• What this task involves: The required response is the number of lines in the entries that include the word "slot", with nothing added.

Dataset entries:
____________________

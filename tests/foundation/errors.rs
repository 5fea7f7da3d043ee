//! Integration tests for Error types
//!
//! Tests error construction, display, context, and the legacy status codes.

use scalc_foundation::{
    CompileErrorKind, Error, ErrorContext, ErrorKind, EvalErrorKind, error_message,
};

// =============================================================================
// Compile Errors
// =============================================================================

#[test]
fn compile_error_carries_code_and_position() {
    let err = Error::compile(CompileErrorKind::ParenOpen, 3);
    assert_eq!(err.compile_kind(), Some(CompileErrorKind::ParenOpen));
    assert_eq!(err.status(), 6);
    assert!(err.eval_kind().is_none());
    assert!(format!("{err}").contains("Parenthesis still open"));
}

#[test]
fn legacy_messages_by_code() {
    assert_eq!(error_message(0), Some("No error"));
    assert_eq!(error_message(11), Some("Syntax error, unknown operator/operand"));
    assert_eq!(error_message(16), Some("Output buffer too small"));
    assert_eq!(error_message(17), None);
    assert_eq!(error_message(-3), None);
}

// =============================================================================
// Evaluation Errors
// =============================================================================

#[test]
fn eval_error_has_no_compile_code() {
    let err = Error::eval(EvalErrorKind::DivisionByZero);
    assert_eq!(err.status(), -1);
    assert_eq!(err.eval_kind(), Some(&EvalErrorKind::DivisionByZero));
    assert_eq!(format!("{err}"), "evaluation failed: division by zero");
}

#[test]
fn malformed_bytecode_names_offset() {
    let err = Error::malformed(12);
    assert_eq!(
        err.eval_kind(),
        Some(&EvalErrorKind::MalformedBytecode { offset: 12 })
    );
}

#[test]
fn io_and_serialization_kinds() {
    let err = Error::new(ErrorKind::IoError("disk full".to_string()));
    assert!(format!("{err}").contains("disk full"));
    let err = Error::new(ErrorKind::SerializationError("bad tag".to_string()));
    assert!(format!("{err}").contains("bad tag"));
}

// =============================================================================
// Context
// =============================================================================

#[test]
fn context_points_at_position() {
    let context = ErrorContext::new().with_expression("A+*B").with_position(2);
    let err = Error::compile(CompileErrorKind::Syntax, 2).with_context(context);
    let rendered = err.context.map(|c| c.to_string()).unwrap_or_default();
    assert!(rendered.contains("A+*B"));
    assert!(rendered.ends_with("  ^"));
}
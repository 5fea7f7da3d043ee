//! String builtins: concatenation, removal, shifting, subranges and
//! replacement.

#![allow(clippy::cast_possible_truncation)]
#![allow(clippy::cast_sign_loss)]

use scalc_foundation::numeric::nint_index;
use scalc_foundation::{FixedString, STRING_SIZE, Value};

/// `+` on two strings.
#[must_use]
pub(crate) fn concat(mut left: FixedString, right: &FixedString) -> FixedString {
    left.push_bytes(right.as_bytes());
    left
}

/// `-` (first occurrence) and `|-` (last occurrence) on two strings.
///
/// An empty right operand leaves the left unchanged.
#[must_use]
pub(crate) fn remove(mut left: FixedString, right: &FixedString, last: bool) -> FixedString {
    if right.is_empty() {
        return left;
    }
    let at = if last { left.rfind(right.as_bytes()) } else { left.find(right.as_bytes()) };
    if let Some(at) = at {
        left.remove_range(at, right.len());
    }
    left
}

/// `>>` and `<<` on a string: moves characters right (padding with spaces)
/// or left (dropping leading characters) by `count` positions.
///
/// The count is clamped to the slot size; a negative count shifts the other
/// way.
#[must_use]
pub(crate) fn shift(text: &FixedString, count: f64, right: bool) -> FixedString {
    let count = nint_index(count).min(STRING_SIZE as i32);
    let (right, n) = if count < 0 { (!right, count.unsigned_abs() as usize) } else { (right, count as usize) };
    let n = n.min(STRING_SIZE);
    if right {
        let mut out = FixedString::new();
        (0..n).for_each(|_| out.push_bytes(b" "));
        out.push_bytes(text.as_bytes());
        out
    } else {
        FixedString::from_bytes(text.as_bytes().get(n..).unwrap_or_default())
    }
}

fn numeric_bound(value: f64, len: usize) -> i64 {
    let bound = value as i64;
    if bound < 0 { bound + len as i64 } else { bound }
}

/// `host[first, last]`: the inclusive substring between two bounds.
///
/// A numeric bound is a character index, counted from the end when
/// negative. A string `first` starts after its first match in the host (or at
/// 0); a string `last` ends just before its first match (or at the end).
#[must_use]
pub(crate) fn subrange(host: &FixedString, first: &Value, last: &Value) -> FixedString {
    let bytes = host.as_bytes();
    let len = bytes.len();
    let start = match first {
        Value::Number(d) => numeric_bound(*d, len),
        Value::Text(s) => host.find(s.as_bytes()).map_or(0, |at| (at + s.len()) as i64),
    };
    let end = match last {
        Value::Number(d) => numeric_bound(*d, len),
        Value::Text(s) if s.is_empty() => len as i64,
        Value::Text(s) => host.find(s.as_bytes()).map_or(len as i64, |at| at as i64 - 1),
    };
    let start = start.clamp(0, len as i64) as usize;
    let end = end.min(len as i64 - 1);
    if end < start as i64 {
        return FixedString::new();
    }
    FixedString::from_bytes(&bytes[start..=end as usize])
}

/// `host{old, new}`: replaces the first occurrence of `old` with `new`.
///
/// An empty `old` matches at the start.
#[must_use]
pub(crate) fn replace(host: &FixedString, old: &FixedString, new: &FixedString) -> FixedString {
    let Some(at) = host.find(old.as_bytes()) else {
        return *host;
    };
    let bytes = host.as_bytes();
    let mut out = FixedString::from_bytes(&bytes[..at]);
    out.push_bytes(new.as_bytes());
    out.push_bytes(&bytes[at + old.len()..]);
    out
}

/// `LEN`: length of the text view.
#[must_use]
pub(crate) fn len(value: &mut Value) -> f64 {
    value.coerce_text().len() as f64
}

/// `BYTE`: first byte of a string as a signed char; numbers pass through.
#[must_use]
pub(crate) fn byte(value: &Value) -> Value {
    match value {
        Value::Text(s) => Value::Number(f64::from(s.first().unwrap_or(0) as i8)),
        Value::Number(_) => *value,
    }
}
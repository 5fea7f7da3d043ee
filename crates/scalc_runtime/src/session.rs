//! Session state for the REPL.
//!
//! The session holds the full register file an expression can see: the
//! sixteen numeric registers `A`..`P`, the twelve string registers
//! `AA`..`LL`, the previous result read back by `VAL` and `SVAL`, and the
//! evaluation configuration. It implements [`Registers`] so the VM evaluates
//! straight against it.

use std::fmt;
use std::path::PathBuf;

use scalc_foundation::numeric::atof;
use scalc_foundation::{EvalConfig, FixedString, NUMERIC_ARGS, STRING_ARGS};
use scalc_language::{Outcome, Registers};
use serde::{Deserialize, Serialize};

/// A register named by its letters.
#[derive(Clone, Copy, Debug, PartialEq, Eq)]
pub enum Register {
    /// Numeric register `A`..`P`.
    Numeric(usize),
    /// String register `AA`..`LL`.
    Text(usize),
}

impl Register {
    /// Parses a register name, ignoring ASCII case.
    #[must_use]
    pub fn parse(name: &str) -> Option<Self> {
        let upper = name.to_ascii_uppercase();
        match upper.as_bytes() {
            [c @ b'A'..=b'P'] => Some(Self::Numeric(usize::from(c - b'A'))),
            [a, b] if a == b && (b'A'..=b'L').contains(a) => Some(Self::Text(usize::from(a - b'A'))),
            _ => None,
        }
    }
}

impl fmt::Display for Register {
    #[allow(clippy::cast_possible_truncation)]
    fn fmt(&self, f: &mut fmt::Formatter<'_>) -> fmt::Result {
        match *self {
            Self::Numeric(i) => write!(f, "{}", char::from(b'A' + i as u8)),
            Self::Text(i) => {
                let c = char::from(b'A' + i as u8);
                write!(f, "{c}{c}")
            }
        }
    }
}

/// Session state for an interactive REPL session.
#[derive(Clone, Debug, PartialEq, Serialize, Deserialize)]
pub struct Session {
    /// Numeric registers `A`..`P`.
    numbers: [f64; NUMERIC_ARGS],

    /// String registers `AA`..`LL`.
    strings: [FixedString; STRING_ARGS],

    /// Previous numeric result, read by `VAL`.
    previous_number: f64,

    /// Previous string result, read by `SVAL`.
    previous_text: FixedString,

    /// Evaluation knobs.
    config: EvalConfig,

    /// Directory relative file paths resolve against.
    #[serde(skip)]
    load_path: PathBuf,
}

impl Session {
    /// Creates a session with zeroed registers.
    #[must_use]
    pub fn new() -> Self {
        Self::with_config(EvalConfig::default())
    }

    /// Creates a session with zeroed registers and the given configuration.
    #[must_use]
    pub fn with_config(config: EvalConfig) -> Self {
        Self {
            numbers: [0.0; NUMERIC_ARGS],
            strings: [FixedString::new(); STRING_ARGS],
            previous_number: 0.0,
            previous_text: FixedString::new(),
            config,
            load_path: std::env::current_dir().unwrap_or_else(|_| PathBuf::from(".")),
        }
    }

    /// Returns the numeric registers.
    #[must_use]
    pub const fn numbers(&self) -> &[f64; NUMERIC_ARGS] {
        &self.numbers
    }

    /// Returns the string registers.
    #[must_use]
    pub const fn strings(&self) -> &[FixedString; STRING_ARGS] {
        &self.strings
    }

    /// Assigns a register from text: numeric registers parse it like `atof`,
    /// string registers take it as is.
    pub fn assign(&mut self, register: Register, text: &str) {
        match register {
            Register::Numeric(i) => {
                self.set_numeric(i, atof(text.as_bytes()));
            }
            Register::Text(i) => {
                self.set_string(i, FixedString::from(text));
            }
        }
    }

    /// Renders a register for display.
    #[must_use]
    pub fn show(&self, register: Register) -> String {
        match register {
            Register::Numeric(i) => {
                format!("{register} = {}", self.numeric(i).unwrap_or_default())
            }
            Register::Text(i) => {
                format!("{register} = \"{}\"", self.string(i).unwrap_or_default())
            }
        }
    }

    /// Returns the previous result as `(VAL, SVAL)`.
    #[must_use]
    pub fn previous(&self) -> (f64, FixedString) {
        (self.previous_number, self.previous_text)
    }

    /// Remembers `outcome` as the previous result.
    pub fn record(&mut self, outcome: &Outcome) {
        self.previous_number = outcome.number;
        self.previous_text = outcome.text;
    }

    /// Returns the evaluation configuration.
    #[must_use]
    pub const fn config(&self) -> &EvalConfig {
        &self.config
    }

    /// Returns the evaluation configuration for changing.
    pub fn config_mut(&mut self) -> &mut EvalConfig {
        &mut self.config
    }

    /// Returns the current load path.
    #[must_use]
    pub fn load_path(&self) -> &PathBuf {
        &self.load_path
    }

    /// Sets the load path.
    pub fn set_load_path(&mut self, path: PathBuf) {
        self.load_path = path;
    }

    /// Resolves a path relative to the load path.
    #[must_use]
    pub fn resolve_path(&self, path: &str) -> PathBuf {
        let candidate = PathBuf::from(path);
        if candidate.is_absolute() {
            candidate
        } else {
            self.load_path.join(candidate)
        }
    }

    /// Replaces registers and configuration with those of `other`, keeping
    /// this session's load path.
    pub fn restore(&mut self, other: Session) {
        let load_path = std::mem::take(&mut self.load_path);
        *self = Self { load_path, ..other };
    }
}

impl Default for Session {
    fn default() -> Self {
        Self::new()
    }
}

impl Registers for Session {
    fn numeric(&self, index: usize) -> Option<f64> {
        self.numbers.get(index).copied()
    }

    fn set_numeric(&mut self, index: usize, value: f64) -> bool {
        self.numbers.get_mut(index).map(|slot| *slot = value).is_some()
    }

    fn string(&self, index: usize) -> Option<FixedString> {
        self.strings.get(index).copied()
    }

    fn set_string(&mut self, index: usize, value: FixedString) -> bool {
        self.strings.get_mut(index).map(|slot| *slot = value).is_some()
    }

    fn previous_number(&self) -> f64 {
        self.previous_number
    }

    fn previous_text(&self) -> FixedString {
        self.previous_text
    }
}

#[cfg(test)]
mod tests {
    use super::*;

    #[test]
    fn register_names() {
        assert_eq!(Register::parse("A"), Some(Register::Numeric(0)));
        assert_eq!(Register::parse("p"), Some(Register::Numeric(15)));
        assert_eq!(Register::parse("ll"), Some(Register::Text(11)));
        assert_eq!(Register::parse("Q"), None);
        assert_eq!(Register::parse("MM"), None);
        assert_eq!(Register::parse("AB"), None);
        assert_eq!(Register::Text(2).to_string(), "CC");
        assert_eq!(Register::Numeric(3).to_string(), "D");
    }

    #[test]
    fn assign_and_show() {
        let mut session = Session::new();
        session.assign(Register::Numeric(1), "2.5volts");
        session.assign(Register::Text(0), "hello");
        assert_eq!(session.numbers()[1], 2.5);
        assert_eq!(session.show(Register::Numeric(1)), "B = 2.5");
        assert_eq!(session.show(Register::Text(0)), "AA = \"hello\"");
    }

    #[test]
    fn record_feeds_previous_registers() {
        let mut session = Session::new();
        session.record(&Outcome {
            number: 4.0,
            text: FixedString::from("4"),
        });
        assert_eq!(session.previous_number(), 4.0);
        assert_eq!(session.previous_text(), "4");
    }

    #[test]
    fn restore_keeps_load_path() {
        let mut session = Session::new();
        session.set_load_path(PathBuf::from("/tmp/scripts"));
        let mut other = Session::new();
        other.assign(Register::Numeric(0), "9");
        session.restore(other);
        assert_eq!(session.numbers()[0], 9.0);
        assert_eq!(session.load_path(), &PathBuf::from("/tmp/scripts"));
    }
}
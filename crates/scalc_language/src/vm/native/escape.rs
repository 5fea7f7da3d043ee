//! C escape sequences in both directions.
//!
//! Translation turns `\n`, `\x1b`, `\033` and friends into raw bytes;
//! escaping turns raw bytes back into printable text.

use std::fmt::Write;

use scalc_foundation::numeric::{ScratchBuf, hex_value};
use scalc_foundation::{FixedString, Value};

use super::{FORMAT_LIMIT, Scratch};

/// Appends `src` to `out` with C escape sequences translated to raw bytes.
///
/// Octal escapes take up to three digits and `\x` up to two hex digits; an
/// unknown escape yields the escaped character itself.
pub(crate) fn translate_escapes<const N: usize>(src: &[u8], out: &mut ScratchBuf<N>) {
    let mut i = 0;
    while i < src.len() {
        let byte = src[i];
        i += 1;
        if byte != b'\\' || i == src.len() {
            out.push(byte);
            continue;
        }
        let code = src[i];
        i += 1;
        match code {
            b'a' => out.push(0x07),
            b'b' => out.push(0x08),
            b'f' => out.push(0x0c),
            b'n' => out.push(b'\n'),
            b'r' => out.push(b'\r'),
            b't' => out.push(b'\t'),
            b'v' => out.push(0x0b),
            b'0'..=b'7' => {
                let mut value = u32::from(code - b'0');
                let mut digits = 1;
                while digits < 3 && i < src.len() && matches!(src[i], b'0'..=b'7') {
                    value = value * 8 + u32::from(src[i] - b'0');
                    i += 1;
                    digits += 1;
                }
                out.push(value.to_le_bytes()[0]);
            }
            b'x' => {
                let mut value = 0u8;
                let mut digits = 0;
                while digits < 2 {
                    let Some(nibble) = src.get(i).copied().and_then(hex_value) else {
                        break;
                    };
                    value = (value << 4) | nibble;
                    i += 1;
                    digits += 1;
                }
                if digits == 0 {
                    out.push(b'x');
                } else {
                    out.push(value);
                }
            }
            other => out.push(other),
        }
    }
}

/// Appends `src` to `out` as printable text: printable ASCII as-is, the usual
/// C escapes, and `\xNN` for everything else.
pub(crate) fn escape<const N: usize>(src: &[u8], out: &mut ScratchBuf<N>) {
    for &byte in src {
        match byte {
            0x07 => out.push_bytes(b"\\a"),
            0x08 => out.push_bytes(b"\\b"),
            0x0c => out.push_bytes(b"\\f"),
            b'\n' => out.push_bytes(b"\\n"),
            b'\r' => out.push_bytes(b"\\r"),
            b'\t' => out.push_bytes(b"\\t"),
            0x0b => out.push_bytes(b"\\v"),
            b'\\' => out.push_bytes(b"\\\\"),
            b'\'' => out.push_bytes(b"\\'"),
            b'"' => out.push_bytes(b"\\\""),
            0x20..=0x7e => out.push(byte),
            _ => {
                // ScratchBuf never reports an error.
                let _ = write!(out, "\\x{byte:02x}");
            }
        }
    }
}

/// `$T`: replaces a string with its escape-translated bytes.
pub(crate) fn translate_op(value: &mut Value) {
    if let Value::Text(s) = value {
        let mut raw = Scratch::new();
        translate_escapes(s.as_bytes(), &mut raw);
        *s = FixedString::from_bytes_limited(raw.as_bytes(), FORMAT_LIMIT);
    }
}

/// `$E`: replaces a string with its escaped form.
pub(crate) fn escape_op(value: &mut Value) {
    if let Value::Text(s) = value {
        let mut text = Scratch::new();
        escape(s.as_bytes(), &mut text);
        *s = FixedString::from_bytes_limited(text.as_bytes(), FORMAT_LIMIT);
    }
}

____________________

• Result: 3